両神山

大学3年生のゴールデンウィークもあっという間に終わってしまった。何をしていたのかと問われてももはや完全に正確には思い出せない。出来事を目に焼き付けて反芻する能力が落ちたのかもしれない。呼び戻せる記憶は、その時々の他者の表情、に尽きるだろうか。…当然ながら、そこから読み取る感情は一様ではない。100%の喜びや悲しみは存在せず、全ては複合的である。ささやかな無能感と可笑しさが思慮深く同居することもあれば、自己韜晦の視線の奥に、意外なほど優雅な善意が見え隠れすることもある。要は解釈する側の問題。


3年にもなって何故遊んでいるのか、とも思うがおそらく考えるだけ無駄なような気もする。自分が欲しているのは気分の逆説的な高揚であり、もっと端的に言うとエンドルフィンの分泌に相違ない。睡眠時間や食事を制限し、なおも激しく活動する事で生み出される強いストレスが、欲求不満と興奮と多幸感をない交ぜにする、…要はハイになる。それだけの話。




そんなことはさておき、昨日は両神山に行ってきた。念のために言っておくと単独行ではない。
前日の晩に出発し、朝の8時に登山開始した。早々に正規ルートを外れ、地図に記載されていない尾根を延々歩き続ける。目の前に巨岩が現れても、そもそもが道ではないので巻き道が無かったりする。仕方が無いので滑落を覚悟で鎖の無い岩に取り付いたりしていた。危ないにも程がある…ただ、登っている時は道を間違えているとはつゆも思わなかった。一般ルートに整備できない痩せた尾根だけあって見晴らしが非常に良く、遠くは甲武信ヶ岳八ヶ岳も眺められた事が効いていたと思う。

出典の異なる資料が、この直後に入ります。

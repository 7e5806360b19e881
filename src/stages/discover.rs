use log::warn;
use std::fs;
use std::path::{Path, PathBuf};

use crate::engine::tools::{display_relative, has_allowed_extension, is_os_hidden_file};
use crate::task::{DepthQueue, Outcome, Stage, TaskQueue};
use crate::types::SortOrder;

/// Lists one directory per item: matching image files go downstream, subdirectories come back
/// to this stage as pending items. Deeper directories are taken first.
pub struct DiscoverStage {
    input_root: PathBuf,
    extensions: Vec<String>,
    sort_order: SortOrder,
}

impl DiscoverStage {
    pub fn new(
        input_root: impl Into<PathBuf>,
        extensions: Vec<String>,
        sort_order: SortOrder,
    ) -> Self {
        Self {
            input_root: input_root.into(),
            extensions,
            sort_order,
        }
    }

    fn sort(&self, paths: &mut [PathBuf]) {
        paths.sort_by(|a, b| {
            let a = a.file_name().map(|n| n.to_string_lossy()).unwrap_or_default();
            let b = b.file_name().map(|n| n.to_string_lossy()).unwrap_or_default();
            self.sort_order.compare(&a, &b)
        });
    }

    /// `(files, subdirectories)`, both sorted. Unreadable directories yield nothing.
    pub fn list(&self, dir: &Path) -> (Vec<PathBuf>, Vec<PathBuf>) {
        let shown = display_relative(dir, Some(&self.input_root));
        if !dir.is_dir() {
            warn!("Not a directory: {shown}");
            return (Vec::new(), Vec::new());
        }
        let entries = match fs::read_dir(dir) {
            Ok(e) => e,
            Err(e) => {
                warn!("Error listing directory {shown}: {e}");
                return (Vec::new(), Vec::new());
            }
        };

        let mut files = Vec::new();
        let mut dirs = Vec::new();
        for entry in entries.flatten() {
            let path = entry.path();
            if is_os_hidden_file(&path) {
                continue;
            }
            if path.is_dir() {
                dirs.push(path);
            } else if path.is_file() && has_allowed_extension(&path, &self.extensions) {
                files.push(path);
            }
        }
        self.sort(&mut files);
        self.sort(&mut dirs);
        (files, dirs)
    }
}

impl Stage for DiscoverStage {
    type Input = PathBuf;
    type Output = PathBuf;

    fn new_queue(&self) -> Box<dyn TaskQueue<PathBuf>> {
        Box::new(DepthQueue::new())
    }

    fn execute(&self, dir: &PathBuf) -> Outcome<PathBuf, PathBuf> {
        let (files, subdirs) = self.list(dir);
        Outcome::with_pending(files, subdirs)
    }
}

3時間後に正規ルートに復帰した。といってもそこは廃道寸前のひどい荒れ様であり、幾重にも分かれる微かな踏み跡がルートの発見を難しくしていた。偶然すれ違った埼玉県警の現場隊に「もうこの道もだめだよ、ハハハ」みたく笑われたことが印象に残っている。仮に遭難したらヘリコプターを出してくれるらしかった。バカバカしくてちょっと笑った。人が通らないせいか、薄紫色のツツジが思い思いに花を咲かせていた。綺麗だった。


5時間半後に山頂に到着した。半径15キロ以内にここより高い山が無いので、誰と勝負したわけでもないのに何だか勝ち誇った気分になる。山頂から北は鎖場の連続で、かなりの緊張を強いる。せり上がる岩峰の連なりは、巨大な龍の背中を思い起こさせる。パーティの他のメンバーが難所を楽々と越えていくのを羨ましく思いながら歩いていた。


10時間後に下山した。途中何回か遭難しかけたが、その度にメンバーのルートを見つける動物的な勘に助けられたような気がする。正体不明の踏み跡と赤テープに何度狂わされたことか。。。とりあえず喉が渇いたので、アクエリアスの500ml缶を一気飲みし、続いて酎ハイを飲んでアルコールが全身に回るのを確かめながら電車の中で寝た。他にも色々あったけれど、トータルでみてやけに充実した山行だったことだけは間違いない。


とりあえず明日から学校なので夜更かしだけは避けたいと思う。12時就寝予定。